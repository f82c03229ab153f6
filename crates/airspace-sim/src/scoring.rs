//! Hit scoring with a consecutive-hit multiplier.
//!
//! Every fired missile impacts, so there is no miss path and the multiplier
//! only falls back to 1 on a full reset.

use airspace_core::constants::MULTIPLIER_CAP;
use airspace_core::enums::{EnemyKind, MissileKind};
use airspace_core::state::ScoreView;

#[derive(Debug, Clone, PartialEq, Eq)]
pub struct ScoringEngine {
    score: u64,
    kills: u32,
    multiplier: u32,
    consecutive_hits: u32,
    wave_kills: u32,
}

impl Default for ScoringEngine {
    fn default() -> Self {
        Self {
            score: 0,
            kills: 0,
            multiplier: 1,
            consecutive_hits: 0,
            wave_kills: 0,
        }
    }
}

impl ScoringEngine {
    pub fn new() -> Self {
        Self::default()
    }

    /// Score a confirmed hit. Returns the points awarded.
    ///
    /// `missile_kind` only matters to the presentation layer's effects.
    pub fn on_impact(&mut self, enemy_kind: EnemyKind, _missile_kind: MissileKind) -> u64 {
        self.consecutive_hits += 1;
        self.multiplier = self.consecutive_hits.min(MULTIPLIER_CAP);

        let awarded = enemy_kind.base_points() * u64::from(self.multiplier);
        self.score += awarded;
        self.kills += 1;
        self.wave_kills += 1;
        awarded
    }

    pub fn score(&self) -> u64 {
        self.score
    }

    pub fn kills(&self) -> u32 {
        self.kills
    }

    pub fn multiplier(&self) -> u32 {
        self.multiplier
    }

    /// Kills since the current wave began.
    pub fn wave_kills(&self) -> u32 {
        self.wave_kills
    }

    /// Called when the next wave begins.
    pub fn clear_wave_kills(&mut self) {
        self.wave_kills = 0;
    }

    pub fn reset(&mut self) {
        *self = Self::default();
    }

    pub fn view(&self) -> ScoreView {
        ScoreView {
            score: self.score,
            kills: self.kills,
            multiplier: self.multiplier,
        }
    }
}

==*==

→ Exercise goal: Output all of the material exactly as written.

→ Output:
repository f82c03229ab153f6
filename crates/airspace-sim/src/scoring.rs
//! Hit scoring with a consecutive-hit multiplier.
//!
//! Every fired missile impacts, so there is no miss path and the multiplier
//! only falls back to 1 on a full reset.

use airspace_core::constants::MULTIPLIER_CAP;
use airspace_core::enums::{EnemyKind, MissileKind};
use airspace_core::state::ScoreView;

#[derive(Debug, Clone, PartialEq, Eq)]
pub struct ScoringEngine {
    score: u64,
    kills: u32,
    multiplier: u32,
    consecutive_hits: u32,
    wave_kills: u32,
}

impl Default for ScoringEngine {
    fn default() -> Self {
        Self {
            score: 0,
            kills: 0,
            multiplier: 1,
            consecutive_hits: 0,
            wave_kills: 0,
        }
    }
}

impl ScoringEngine {
    pub fn new() -> Self {
        Self::default()
    }

    /// Score a confirmed hit. Returns the points awarded.
    ///
    /// `missile_kind` only matters to the presentation layer's effects.
    pub fn on_impact(&mut self, enemy_kind: EnemyKind, _missile_kind: MissileKind) -> u64 {
        self.consecutive_hits += 1;
        self.multiplier = self.consecutive_hits.min(MULTIPLIER_CAP);

        let awarded = enemy_kind.base_points() * u64::from(self.multiplier);
        self.score += awarded;
        self.kills += 1;
        self.wave_kills += 1;
        awarded
    }

    pub fn score(&self) -> u64 {
        self.score
    }

    pub fn kills(&self) -> u32 {
        self.kills
    }

    pub fn multiplier(&self) -> u32 {
        self.multiplier
    }

    /// Kills since the current wave began.
    pub fn wave_kills(&self) -> u32 {
        self.wave_kills
    }

    /// Called when the next wave begins.
    pub fn clear_wave_kills(&mut self) {
        self.wave_kills = 0;
    }

    pub fn reset(&mut self) {
        *self = Self::default();
    }

    pub fn view(&self) -> ScoreView {
        ScoreView {
            score: self.score,
            kills: self.kills,
            multiplier: self.multiplier,
        }
    }
}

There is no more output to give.